#### [WHAT THE EXERCISE ASKS]
Among the records that follow, find the line with "let pick_seed = options.seed.map(|seed|" and the line with "odds and latencies.". Set down those lines and all lines between them exactly, without adding anything.

#### [RECORDS TO USE]

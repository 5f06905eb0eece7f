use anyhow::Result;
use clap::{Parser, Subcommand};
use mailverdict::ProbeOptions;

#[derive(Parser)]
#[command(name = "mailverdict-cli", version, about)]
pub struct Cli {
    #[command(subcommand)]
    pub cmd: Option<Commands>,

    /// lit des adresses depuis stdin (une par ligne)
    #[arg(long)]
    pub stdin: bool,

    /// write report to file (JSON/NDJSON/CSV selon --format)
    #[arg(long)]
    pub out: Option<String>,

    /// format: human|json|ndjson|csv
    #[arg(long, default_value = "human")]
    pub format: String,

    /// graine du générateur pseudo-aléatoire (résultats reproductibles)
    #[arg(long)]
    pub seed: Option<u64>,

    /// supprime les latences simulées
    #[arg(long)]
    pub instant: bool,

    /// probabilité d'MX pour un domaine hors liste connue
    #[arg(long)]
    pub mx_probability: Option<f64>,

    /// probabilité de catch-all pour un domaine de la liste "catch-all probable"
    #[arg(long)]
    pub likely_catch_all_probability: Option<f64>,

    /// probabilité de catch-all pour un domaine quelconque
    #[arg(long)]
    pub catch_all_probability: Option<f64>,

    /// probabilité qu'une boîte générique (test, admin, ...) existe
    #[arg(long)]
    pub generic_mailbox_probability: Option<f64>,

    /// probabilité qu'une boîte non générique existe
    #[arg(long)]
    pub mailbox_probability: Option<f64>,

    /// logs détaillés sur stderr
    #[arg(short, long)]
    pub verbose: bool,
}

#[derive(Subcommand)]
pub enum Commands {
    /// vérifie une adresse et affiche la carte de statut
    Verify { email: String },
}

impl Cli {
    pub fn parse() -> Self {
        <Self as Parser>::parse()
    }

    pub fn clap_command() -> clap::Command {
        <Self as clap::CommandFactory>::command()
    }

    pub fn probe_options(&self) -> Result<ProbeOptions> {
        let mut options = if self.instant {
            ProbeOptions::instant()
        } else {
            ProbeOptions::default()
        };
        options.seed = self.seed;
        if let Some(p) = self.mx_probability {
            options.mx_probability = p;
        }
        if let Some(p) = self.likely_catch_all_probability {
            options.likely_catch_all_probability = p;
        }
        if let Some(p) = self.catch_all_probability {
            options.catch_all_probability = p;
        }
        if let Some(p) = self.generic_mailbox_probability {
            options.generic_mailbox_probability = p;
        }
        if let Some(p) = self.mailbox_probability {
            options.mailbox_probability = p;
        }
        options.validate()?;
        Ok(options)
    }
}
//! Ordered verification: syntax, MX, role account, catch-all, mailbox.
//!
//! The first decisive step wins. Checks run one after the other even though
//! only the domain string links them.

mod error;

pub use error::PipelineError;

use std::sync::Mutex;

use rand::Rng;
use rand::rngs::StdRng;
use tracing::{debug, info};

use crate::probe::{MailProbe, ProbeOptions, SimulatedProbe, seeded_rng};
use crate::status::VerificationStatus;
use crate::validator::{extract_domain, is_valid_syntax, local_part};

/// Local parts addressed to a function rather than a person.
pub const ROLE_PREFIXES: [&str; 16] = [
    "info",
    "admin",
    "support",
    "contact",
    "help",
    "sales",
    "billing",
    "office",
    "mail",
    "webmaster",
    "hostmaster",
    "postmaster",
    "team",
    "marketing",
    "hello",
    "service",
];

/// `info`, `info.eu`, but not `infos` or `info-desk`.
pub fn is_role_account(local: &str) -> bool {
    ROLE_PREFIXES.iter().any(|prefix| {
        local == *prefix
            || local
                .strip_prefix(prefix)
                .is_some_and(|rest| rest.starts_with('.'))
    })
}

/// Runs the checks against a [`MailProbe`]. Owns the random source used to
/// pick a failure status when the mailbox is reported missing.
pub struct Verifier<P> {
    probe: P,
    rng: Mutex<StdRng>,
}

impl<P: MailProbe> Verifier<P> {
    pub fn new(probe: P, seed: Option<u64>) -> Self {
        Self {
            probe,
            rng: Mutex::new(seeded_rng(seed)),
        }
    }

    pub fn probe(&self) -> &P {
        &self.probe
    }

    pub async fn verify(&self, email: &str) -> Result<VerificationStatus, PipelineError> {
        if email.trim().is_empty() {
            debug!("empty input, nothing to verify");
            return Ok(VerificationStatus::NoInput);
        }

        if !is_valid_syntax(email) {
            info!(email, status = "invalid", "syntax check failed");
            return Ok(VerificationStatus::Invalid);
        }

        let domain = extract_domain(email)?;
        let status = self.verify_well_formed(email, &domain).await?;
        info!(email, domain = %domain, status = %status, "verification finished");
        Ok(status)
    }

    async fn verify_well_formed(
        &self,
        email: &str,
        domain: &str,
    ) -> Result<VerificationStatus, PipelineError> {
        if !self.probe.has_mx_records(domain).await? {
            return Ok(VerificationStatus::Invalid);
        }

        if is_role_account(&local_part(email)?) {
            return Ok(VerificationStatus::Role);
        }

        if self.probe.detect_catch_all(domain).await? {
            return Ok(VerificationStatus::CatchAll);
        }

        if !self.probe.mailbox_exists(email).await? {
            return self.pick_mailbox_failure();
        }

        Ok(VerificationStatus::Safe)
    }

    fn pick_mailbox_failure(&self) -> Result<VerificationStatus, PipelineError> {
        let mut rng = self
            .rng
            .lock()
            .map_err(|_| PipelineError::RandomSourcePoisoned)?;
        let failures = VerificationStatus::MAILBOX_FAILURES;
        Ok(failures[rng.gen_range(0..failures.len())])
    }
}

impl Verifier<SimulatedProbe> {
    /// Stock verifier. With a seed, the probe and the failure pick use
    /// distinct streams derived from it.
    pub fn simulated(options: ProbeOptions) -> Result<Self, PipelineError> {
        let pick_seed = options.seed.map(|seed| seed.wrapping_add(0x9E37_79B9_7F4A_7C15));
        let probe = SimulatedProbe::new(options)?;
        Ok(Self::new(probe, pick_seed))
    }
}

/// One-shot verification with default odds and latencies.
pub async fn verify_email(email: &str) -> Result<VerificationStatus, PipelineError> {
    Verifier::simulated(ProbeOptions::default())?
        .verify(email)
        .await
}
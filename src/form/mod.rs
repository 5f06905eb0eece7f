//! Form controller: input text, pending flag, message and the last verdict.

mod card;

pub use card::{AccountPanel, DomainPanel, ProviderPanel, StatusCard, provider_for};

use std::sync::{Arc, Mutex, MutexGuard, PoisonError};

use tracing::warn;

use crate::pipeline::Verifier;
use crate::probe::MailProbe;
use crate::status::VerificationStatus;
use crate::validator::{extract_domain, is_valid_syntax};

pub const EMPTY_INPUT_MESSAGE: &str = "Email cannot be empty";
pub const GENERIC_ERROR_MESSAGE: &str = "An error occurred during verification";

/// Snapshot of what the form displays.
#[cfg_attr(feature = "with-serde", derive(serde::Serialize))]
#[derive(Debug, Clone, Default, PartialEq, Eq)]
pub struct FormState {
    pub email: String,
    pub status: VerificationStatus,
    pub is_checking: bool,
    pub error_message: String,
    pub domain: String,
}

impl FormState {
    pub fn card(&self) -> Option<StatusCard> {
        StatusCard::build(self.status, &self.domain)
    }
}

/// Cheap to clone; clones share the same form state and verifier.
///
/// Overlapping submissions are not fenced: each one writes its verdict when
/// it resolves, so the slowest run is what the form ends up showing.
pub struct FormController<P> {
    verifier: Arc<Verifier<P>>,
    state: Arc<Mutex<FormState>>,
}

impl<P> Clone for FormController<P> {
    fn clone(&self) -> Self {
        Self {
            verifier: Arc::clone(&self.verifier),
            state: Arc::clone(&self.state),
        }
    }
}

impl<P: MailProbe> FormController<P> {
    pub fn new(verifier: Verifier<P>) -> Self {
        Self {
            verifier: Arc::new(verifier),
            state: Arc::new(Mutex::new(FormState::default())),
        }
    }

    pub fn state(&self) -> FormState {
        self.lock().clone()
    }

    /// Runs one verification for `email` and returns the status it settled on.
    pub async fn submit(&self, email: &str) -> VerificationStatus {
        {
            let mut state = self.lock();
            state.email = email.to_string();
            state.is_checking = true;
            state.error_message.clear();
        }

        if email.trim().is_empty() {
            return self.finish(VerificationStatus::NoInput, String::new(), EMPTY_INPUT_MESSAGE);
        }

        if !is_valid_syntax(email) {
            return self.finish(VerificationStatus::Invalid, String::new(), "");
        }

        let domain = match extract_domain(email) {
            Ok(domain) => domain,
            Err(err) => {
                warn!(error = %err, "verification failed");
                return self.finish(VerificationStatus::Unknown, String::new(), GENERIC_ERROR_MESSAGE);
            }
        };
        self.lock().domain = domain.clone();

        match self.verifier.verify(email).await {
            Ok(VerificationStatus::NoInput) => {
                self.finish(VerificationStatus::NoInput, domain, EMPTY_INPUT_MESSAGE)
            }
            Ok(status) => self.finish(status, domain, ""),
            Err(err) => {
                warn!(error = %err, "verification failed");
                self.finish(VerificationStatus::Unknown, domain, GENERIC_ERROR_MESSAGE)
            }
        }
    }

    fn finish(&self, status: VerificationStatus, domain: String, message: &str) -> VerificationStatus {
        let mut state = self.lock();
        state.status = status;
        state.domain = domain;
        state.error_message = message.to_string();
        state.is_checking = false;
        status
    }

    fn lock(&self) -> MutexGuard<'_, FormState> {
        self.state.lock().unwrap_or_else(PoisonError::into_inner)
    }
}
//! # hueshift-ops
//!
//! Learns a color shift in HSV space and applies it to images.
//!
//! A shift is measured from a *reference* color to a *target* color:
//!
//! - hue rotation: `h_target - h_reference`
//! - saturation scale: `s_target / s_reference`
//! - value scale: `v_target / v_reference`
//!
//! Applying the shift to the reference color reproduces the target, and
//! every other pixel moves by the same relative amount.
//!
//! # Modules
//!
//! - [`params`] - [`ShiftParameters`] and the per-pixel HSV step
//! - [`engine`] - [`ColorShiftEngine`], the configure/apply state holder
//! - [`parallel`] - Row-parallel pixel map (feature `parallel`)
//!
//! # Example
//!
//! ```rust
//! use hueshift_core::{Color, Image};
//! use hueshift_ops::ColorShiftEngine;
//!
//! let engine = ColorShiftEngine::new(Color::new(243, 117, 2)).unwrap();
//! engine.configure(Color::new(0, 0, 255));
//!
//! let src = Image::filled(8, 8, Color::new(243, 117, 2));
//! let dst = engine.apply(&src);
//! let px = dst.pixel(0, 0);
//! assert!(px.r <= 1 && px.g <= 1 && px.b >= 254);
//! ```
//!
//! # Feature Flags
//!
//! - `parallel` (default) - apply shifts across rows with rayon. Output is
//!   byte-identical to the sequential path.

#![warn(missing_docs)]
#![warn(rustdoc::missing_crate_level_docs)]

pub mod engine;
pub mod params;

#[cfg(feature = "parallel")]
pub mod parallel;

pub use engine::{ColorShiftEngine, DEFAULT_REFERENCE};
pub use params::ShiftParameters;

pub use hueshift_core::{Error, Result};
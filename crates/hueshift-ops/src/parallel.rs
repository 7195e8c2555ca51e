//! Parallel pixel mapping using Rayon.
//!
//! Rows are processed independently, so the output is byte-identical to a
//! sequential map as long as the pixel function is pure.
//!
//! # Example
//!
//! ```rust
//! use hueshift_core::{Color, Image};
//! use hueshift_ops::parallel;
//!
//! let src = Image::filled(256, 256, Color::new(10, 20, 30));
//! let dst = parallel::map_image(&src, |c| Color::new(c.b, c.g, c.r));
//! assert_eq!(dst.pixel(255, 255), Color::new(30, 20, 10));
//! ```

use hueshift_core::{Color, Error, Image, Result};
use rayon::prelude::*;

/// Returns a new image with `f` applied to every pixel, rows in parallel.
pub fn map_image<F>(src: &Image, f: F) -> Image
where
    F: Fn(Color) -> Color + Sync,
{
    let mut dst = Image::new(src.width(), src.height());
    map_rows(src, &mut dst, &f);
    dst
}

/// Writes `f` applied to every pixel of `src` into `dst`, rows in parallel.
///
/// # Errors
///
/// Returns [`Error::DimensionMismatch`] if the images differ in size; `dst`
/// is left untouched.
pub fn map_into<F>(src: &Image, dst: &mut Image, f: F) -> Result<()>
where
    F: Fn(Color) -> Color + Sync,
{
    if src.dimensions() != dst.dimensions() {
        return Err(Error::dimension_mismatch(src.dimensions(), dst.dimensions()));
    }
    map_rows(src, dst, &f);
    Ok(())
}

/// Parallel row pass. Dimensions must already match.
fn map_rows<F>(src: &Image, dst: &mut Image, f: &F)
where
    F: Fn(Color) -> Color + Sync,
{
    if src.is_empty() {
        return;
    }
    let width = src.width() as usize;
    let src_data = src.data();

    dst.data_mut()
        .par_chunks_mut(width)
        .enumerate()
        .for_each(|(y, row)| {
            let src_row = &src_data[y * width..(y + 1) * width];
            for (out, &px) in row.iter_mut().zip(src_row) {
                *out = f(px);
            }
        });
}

#### [REPLY TO THE EXERCISE]
        let pick_seed = options.seed.map(|seed| seed.wrapping_add(0x9E37_79B9_7F4A_7C15));
        let probe = SimulatedProbe::new(options)?;
        Ok(Self::new(probe, pick_seed))
    }
}

/// One-shot verification with default odds and latencies.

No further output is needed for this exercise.